Labor and the LNP know that if they continue to dole out public money and make decisions that favour their donors, then the donations will keep coming. 

And every one of their politicians know that if they toe the line during their time in office, they can pretty reliably predict that there will be a fat salary waiting for them on the board of execs or as a lobbyist for one of these big donors.

If there is going to be a pipeline of funding, tax breaks, and ludicrous contracts to big business from major party governments in return for political donations, then it’s right that we limit how much of that money can be spent on election materials. 

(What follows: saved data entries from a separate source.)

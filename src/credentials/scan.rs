//! Host identity scanning via the system `ssh-keyscan` binary.
//!
//! Scanning runs once, before any repository traffic, and the captured
//! identities are pinned for every subsequent connection. A scan that yields
//! no identities is an error rather than a silent fallback to trust-on-use.

use std::ffi::OsString;
use std::process::Command;
use std::time::Duration;

use thiserror::Error;

/// Default scan timeout passed to `ssh-keyscan -T`.
pub const DEFAULT_SCAN_TIMEOUT: Duration = Duration::from_secs(30);

/// Result of running an external command.
#[derive(Clone, Debug, Eq, PartialEq)]
pub struct CommandOutput {
    /// Exit code reported by the process, if available.
    pub code: Option<i32>,
    /// Captured standard output.
    pub stdout: String,
    /// Captured standard error.
    pub stderr: String,
}

impl CommandOutput {
    /// Returns `true` when the exit code equals zero.
    #[must_use]
    pub const fn is_success(&self) -> bool {
        matches!(self.code, Some(0))
    }
}

/// Abstraction over command execution to support fakes in tests.
pub trait CommandRunner {
    /// Runs `program` with the given arguments, capturing stdout and stderr.
    ///
    /// # Errors
    ///
    /// Returns [`ScanError::Spawn`] if the command cannot be started.
    fn run(&self, program: &str, args: &[OsString]) -> Result<CommandOutput, ScanError>;
}

/// Real command runner that shells out to the host operating system.
#[derive(Clone, Debug, Default)]
pub struct ProcessCommandRunner;

impl CommandRunner for ProcessCommandRunner {
    fn run(&self, program: &str, args: &[OsString]) -> Result<CommandOutput, ScanError> {
        let output = Command::new(program)
            .args(args)
            .output()
            .map_err(|err| ScanError::Spawn {
                program: program.to_owned(),
                message: err.to_string(),
            })?;

        Ok(CommandOutput {
            code: output.status.code(),
            stdout: String::from_utf8_lossy(&output.stdout).into_owned(),
            stderr: String::from_utf8_lossy(&output.stderr).into_owned(),
        })
    }
}

/// Errors surfaced while scanning a host's identity.
#[derive(Clone, Debug, Error, Eq, PartialEq)]
pub enum ScanError {
    /// Raised when a command cannot be spawned.
    #[error("failed to spawn {program}: {message}")]
    Spawn {
        /// Command that failed to start.
        program: String,
        /// Operating system error string.
        message: String,
    },
    /// Raised when the scanner completes with a non-zero exit code.
    #[error("{program} exited with status {status_text}: {stderr}")]
    CommandFailure {
        /// Command name used for the attempted scan.
        program: String,
        /// Exit status as reported by the OS.
        status: Option<i32>,
        /// Human readable representation of the exit status.
        status_text: String,
        /// Stderr captured from the process.
        stderr: String,
    },
    /// Raised when the scan succeeds but reports no host identities.
    #[error("host {host}:{port} advertised no identities")]
    NoHostKeys {
        /// Host that was scanned.
        host: String,
        /// Port that was scanned.
        port: u16,
    },
}

/// Scans remote host identities through an injected [`CommandRunner`].
#[derive(Debug)]
pub struct HostScanner<R: CommandRunner> {
    keyscan_bin: String,
    timeout: Duration,
    runner: R,
}

impl HostScanner<ProcessCommandRunner> {
    /// Convenience constructor that wires the real process runner.
    #[must_use]
    pub fn with_process_runner() -> Self {
        Self::new(ProcessCommandRunner)
    }
}

impl<R: CommandRunner> HostScanner<R> {
    /// Creates a scanner using the provided runner and default settings.
    #[must_use]
    pub fn new(runner: R) -> Self {
        Self {
            keyscan_bin: String::from("ssh-keyscan"),
            timeout: DEFAULT_SCAN_TIMEOUT,
            runner,
        }
    }

    /// Overrides the scanner binary.
    #[must_use]
    pub fn with_binary(mut self, keyscan_bin: impl Into<String>) -> Self {
        self.keyscan_bin = keyscan_bin.into();
        self
    }

    /// Overrides the per-scan timeout.
    #[must_use]
    pub const fn with_timeout(mut self, timeout: Duration) -> Self {
        self.timeout = timeout;
        self
    }

    /// Scans `host:port` and returns its identities in `known_hosts` format,
    /// sorted for deterministic output.
    ///
    /// # Errors
    ///
    /// Returns [`ScanError::Spawn`] when the scanner cannot start,
    /// [`ScanError::CommandFailure`] on a non-zero exit, and
    /// [`ScanError::NoHostKeys`] when the host advertised nothing.
    pub fn scan(&self, host: &str, port: u16) -> Result<String, ScanError> {
        let args = self.build_args(host, port);
        let output = self.runner.run(&self.keyscan_bin, &args)?;
        if !output.is_success() {
            let status_text = output
                .code
                .map_or_else(|| String::from("unknown"), |code| code.to_string());
            return Err(ScanError::CommandFailure {
                program: self.keyscan_bin.clone(),
                status: output.code,
                status_text,
                stderr: output.stderr,
            });
        }

        let mut lines: Vec<&str> = output
            .stdout
            .lines()
            .map(str::trim)
            .filter(|line| !line.is_empty() && !line.starts_with('#'))
            .collect();
        if lines.is_empty() {
            return Err(ScanError::NoHostKeys {
                host: host.to_owned(),
                port,
            });
        }
        lines.sort_unstable();

        let mut known_hosts = lines.join("\n");
        known_hosts.push('\n');
        Ok(known_hosts)
    }

    fn build_args(&self, host: &str, port: u16) -> Vec<OsString> {
        vec![
            OsString::from("-p"),
            OsString::from(port.to_string()),
            OsString::from("-T"),
            OsString::from(self.timeout.as_secs().max(1).to_string()),
            OsString::from(host),
        ]
    }
}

There is far less justification for the way this bill treats third parties, including charities and not-for-profit NGOs. Rather than making local council elections more democratic, this bill risks chilling third-party advocacy and public debate on the issues that ordinary people care about. The Queensland Law Society raised concerns about this in its submission.

I spoke about this back in 2019 in relation to the state-based spending caps and it seems the government has not learned its lesson. It has not shifted from its position that free community and non-government sector advocacy is unimportant, or perhaps even something to be stifled. 

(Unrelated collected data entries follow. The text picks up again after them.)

//! Binary entry point for the moor CLI.

use std::io::{self, BufRead, Write};
use std::process;

use camino::Utf8PathBuf;
use clap::Parser;
use thiserror::Error;
use tracing_subscriber::EnvFilter;

use moor::{
    Applier, ApplyError, BootstrapConfig, BootstrapError, BootstrapOrchestrator, BootstrapOutcome,
    BootstrapPlan, ConfirmFn, CredentialProvisioner, CredentialRequest, GitRepoDriver,
    HostedForge, InstallOptions, ManifestError, ObjectRef, PollError, ReadinessTarget, RepoAuth,
    RepoError, RepositoryId, RepositoryVisibility, RestEnvironmentClient, poll_ready,
    remote_host,
};

mod cli;

use cli::{BootstrapCommand, Cli, InstallCommand};

#[derive(Debug, Error)]
enum CliError {
    #[error("configuration error: {0}")]
    Config(String),
    #[error(transparent)]
    Bootstrap(#[from] BootstrapError),
    #[error("repository error: {0}")]
    Repository(#[from] RepoError),
    #[error("failed to render manifests: {0}")]
    Manifest(#[from] ManifestError),
    #[error("failed to apply manifests: {0}")]
    Apply(#[from] ApplyError),
    #[error("components did not become ready: {0}")]
    Readiness(#[from] PollError),
    #[error("install failed: {0}")]
    Install(String),
}

#[tokio::main]
async fn main() {
    init_tracing();
    let cli = Cli::parse();
    let exit_code = match dispatch(cli).await {
        Ok(code) => code,
        Err(err) => {
            report_error(&err);
            1
        }
    };

    process::exit(exit_code);
}

fn init_tracing() {
    tracing_subscriber::fmt()
        .with_env_filter(
            EnvFilter::try_from_default_env().unwrap_or_else(|_| EnvFilter::new("info")),
        )
        .with_writer(io::stderr)
        .init();
}

async fn dispatch(cli: Cli) -> Result<i32, CliError> {
    match cli {
        Cli::Bootstrap(command) => bootstrap_command(command).await,
        Cli::Install(command) => install_command(command).await,
    }
}

async fn bootstrap_command(args: BootstrapCommand) -> Result<i32, CliError> {
    let mut config =
        BootstrapConfig::load_without_cli_args().map_err(|err| CliError::Config(err.to_string()))?;
    apply_bootstrap_overrides(&mut config, &args);
    config
        .validate()
        .map_err(|err| CliError::Config(err.to_string()))?;

    let credential = credential_request(&args)?;
    let auth = repo_auth(&args);
    let repository = args
        .repository
        .as_deref()
        .map(str::parse::<RepositoryId>)
        .transpose()
        .map_err(CliError::Config)?;

    let plan = BootstrapPlan {
        url: args.url.clone(),
        branch: config.branch.clone(),
        namespace: config.namespace.clone(),
        target_path: args.path.clone().unwrap_or_default(),
        components: config.component_list(),
        registry: config.registry.clone(),
        image_tag: config.image_tag.clone(),
        watch_all_namespaces: true,
        author: config.author(),
        interval: config.interval(),
        poll_interval: config.poll_interval(),
        timeout: config.timeout(),
        credential,
        reuse_existing_credentials: !args.rotate_credentials,
        repository,
        visibility: if args.public {
            RepositoryVisibility::Public
        } else {
            RepositoryVisibility::Private
        },
    };

    let driver = GitRepoDriver::new(auth)?;
    let client = RestEnvironmentClient::new(
        config.environment_url.clone(),
        config.environment_token.clone(),
    );
    let provisioner = CredentialProvisioner::with_process_runner();
    let orchestrator = BootstrapOrchestrator::new(plan, driver, client, provisioner)
        .with_confirmation(confirm_callback(args.confirm));

    let forge = match (&config.provider_api, &config.provider_token) {
        (Some(api), Some(token)) => Some(HostedForge::new(api.clone(), token.clone())),
        _ => None,
    };
    let outcome = match forge {
        Some(forge) => orchestrator.with_provider(forge).execute().await?,
        None => orchestrator.execute().await?,
    };

    report_outcome(&outcome);
    Ok(0)
}

async fn install_command(args: InstallCommand) -> Result<i32, CliError> {
    let mut config =
        BootstrapConfig::load_without_cli_args().map_err(|err| CliError::Config(err.to_string()))?;
    apply_install_overrides(&mut config, &args);

    let options = InstallOptions {
        namespace: config.namespace.clone(),
        components: config.component_list(),
        registry: config.registry.clone(),
        image_tag: config.image_tag.clone(),
        watch_all_namespaces: true,
        target_path: args.path.clone().unwrap_or_default(),
    };
    let set = moor::manifests::install::render(&options);

    if args.export {
        let mut stdout = io::stdout();
        for file in set.files() {
            writeln!(stdout, "# {}", file.path).ok();
            stdout.write_all(file.content.as_bytes()).ok();
        }
        return Ok(0);
    }

    config
        .validate()
        .map_err(|err| CliError::Config(err.to_string()))?;

    let staging = tempfile::tempdir().map_err(|err| CliError::Install(err.to_string()))?;
    let root = Utf8PathBuf::from_path_buf(staging.path().to_path_buf())
        .map_err(|path| CliError::Install(format!("non UTF-8 path: {}", path.display())))?;
    set.write_to(&root)?;

    let client = RestEnvironmentClient::new(
        config.environment_url.clone(),
        config.environment_token.clone(),
    );
    let applier = Applier::new(&client);
    applier
        .apply(&root.join(moor::manifests::install::render_root(&options)))
        .await?;

    let targets: Vec<ReadinessTarget> = options
        .components
        .iter()
        .map(|component| {
            ReadinessTarget::ready(ObjectRef::namespaced(
                "Deployment",
                &options.namespace,
                component,
            ))
        })
        .collect();
    poll_ready(&client, &targets, config.poll_interval(), config.timeout()).await?;

    writeln!(io::stdout(), "components installed and ready").ok();
    Ok(0)
}

fn apply_bootstrap_overrides(config: &mut BootstrapConfig, args: &BootstrapCommand) {
    if let Some(url) = &args.environment_url {
        config.environment_url = url.clone();
    }
    if let Some(token) = &args.environment_token {
        config.environment_token = Some(token.clone());
    }
    if let Some(branch) = &args.branch {
        config.branch = branch.clone();
    }
    if let Some(namespace) = &args.namespace {
        config.namespace = namespace.clone();
    }
    if let Some(components) = &args.components {
        config.components = components.clone();
    }
    if let Some(interval) = args.interval {
        config.interval_secs = interval;
    }
    if let Some(timeout) = args.timeout {
        config.timeout_secs = timeout;
    }
}

fn apply_install_overrides(config: &mut BootstrapConfig, args: &InstallCommand) {
    if let Some(url) = &args.environment_url {
        config.environment_url = url.clone();
    }
    if let Some(namespace) = &args.namespace {
        config.namespace = namespace.clone();
    }
    if let Some(components) = &args.components {
        config.components = components.clone();
    }
    if let Some(registry) = &args.registry {
        config.registry = registry.clone();
    }
    if let Some(image_tag) = &args.image_tag {
        config.image_tag = image_tag.clone();
    }
}

/// Chooses the credential shape from the CLI flags. Basic and TLS material
/// are mutually exclusive at parse time; with neither given, an SSH key is
/// generated for SSH URLs.
fn credential_request(args: &BootstrapCommand) -> Result<CredentialRequest, CliError> {
    if let (Some(username), Some(password)) = (&args.username, &args.password) {
        return Ok(CredentialRequest::Basic {
            username: username.clone(),
            password: password.clone(),
        });
    }
    if let (Some(cert), Some(key)) = (&args.tls_cert, &args.tls_key) {
        return Ok(CredentialRequest::Tls {
            cert_path: Utf8PathBuf::from(cert),
            key_path: Utf8PathBuf::from(key),
            ca_path: args.tls_ca.as_deref().map(Utf8PathBuf::from),
        });
    }

    let algorithm = args
        .key_algorithm
        .parse()
        .map_err(CliError::Config)?;
    let Some((host, port)) = remote_host(&args.url) else {
        return Err(CliError::Config(String::from(
            "http(s) repository urls need --username/--password or --tls-cert/--tls-key",
        )));
    };
    Ok(CredentialRequest::SshKey {
        algorithm,
        host,
        port,
    })
}

/// Derives the transport auth for git operations. Basic credentials are
/// reused for pushing; SSH URLs fall back to the local agent.
fn repo_auth(args: &BootstrapCommand) -> RepoAuth {
    match (&args.username, &args.password) {
        (Some(username), Some(password)) => RepoAuth::Basic {
            username: username.clone(),
            password: password.clone(),
        },
        _ => RepoAuth::None,
    }
}

/// Prints the generated public key; with `interactive` set, waits for the
/// operator to confirm it has been granted read access.
fn confirm_callback(interactive: bool) -> ConfirmFn {
    Box::new(move |public_key: &str| {
        let mut stdout = io::stdout();
        writeln!(stdout, "generated deploy key:\n{public_key}").ok();
        if !interactive {
            return true;
        }
        writeln!(
            stdout,
            "grant this key read access to the repository, then confirm [y/N]:"
        )
        .ok();
        let mut answer = String::new();
        if io::stdin().lock().read_line(&mut answer).is_err() {
            return false;
        }
        matches!(answer.trim(), "y" | "Y" | "yes")
    })
}

fn report_outcome(outcome: &BootstrapOutcome) {
    let mut stdout = io::stdout();
    writeln!(
        stdout,
        "bootstrap complete: install revision {}, sync revision {}",
        outcome.install_revision, outcome.sync_revision
    )
    .ok();
}

fn report_error(err: &CliError) {
    write_error(io::stderr(), err);
}

fn write_error(mut target: impl Write, err: &CliError) {
    writeln!(target, "{err}").ok();
}

#[cfg(test)]
mod tests {
    use super::*;

    fn bootstrap_args(url: &str) -> BootstrapCommand {
        BootstrapCommand {
            url: String::from(url),
            branch: None,
            environment_url: None,
            environment_token: None,
            namespace: None,
            path: None,
            components: None,
            username: None,
            password: None,
            tls_cert: None,
            tls_key: None,
            tls_ca: None,
            key_algorithm: String::from("ed25519"),
            rotate_credentials: false,
            confirm: false,
            repository: None,
            public: false,
            interval: None,
            timeout: None,
        }
    }

    fn sample_config() -> BootstrapConfig {
        BootstrapConfig {
            environment_url: String::from("http://env.local/api"),
            environment_token: None,
            branch: String::from("main"),
            namespace: String::from("moor-system"),
            components: String::from("source-agent"),
            registry: String::from("ghcr.io/moor-cd"),
            image_tag: String::from("latest"),
            author_name: String::from("moor"),
            author_email: String::from("moor@localhost"),
            interval_secs: 60,
            poll_interval_secs: 5,
            timeout_secs: 300,
            provider_api: None,
            provider_token: None,
        }
    }

    #[test]
    fn ssh_urls_default_to_generated_keys() {
        let args = bootstrap_args("ssh://git@git.example.com/ops/fleet.git");
        let request =
            credential_request(&args).expect("request should build");
        assert!(matches!(
            request,
            CredentialRequest::SshKey { host, port, .. }
                if host == "git.example.com" && port == 22
        ));
    }

    #[test]
    fn http_urls_require_explicit_credentials() {
        let args = bootstrap_args("https://git.example.com/ops/fleet.git");
        let err = credential_request(&args)
            .expect_err("https without credentials should fail");
        assert!(matches!(err, CliError::Config(_)));
    }

    #[test]
    fn basic_flags_win_over_url_shape() {
        let mut args = bootstrap_args("https://git.example.com/ops/fleet.git");
        args.username = Some(String::from("deploy"));
        args.password = Some(String::from("hunter2"));
        let request =
            credential_request(&args).expect("request should build");
        assert!(matches!(request, CredentialRequest::Basic { .. }));
        assert!(matches!(repo_auth(&args), RepoAuth::Basic { .. }));
    }

    #[test]
    fn overrides_replace_config_fields() {
        let mut config = sample_config();
        let mut args = bootstrap_args("ssh://git@git.example.com/ops/fleet.git");
        args.branch = Some(String::from("release"));
        args.interval = Some(120);
        apply_bootstrap_overrides(&mut config, &args);
        assert_eq!(config.branch, "release");
        assert_eq!(config.interval_secs, 120);
    }

    #[test]
    fn write_error_renders_message() {
        let mut buf = Vec::new();
        let err = CliError::Config(String::from("missing environment_url"));
        write_error(&mut buf, &err);
        let rendered = String::from_utf8(buf).expect("utf8");
        assert!(rendered.contains("configuration error"));
    }
}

The Greens support including third parties, such as lobbying groups, in the registration, reporting and expenditure cap framework. But this bill is drafted so broadly that charities and NGOs fighting for justice, without even referring to a political party or candidate, could be captured. 

As I said in 2019, while community groups and charities rely on donations, industry associations and corporations receive membership fees, subscriptions and levies. Corporations have commercial revenue streams. Even unions receive membership fees from workers. In this sense, this bill will again disproportionately restrict charities’ ability to do important advocacy work, even where it’s unclear whether this advocacy is election-related, far less than it will impact corporations and industry associations.

No doubt third party advocacy, for example by environmental groups, represents an increasing threat to a government that repeatedly ignores evidence and the public interest in favour of their own interests and that of their corporate mates. I bet they want to limit how many signs you see around election time calling for climate action or renters’ rights - people might start looking at parties’ policies and vote accordingly, and we know that wouldn’t turn out too well for Labor or the LNP. 

There is a very real risk that these restrictions could have a chilling effect on the advocacy work of not-for-profit third parties. It’s important that support and guidance around this issue is readily available from ECQ. Limiting materials that are intended to ‘otherwise influence voting’ or that include ‘expressions of political positions which are associated with a party or candidate’ unduly limits free political expression. Restrictions like this are anathema to the stated purposes of this bill. 

Again, the other spending caps in this bill are small steps towards ending the legalised corruption that rules Queensland politics. They will mean less corporate influence at election time and reduce the major parties’ ability to buy their way into power, and we welcome those changes. But without banning corporate donations altogether, cracking down on lobbying and closing the revolving door between politicians and corporations, corporate influence will continue to corrupt our democracy and make life harder for ordinary people.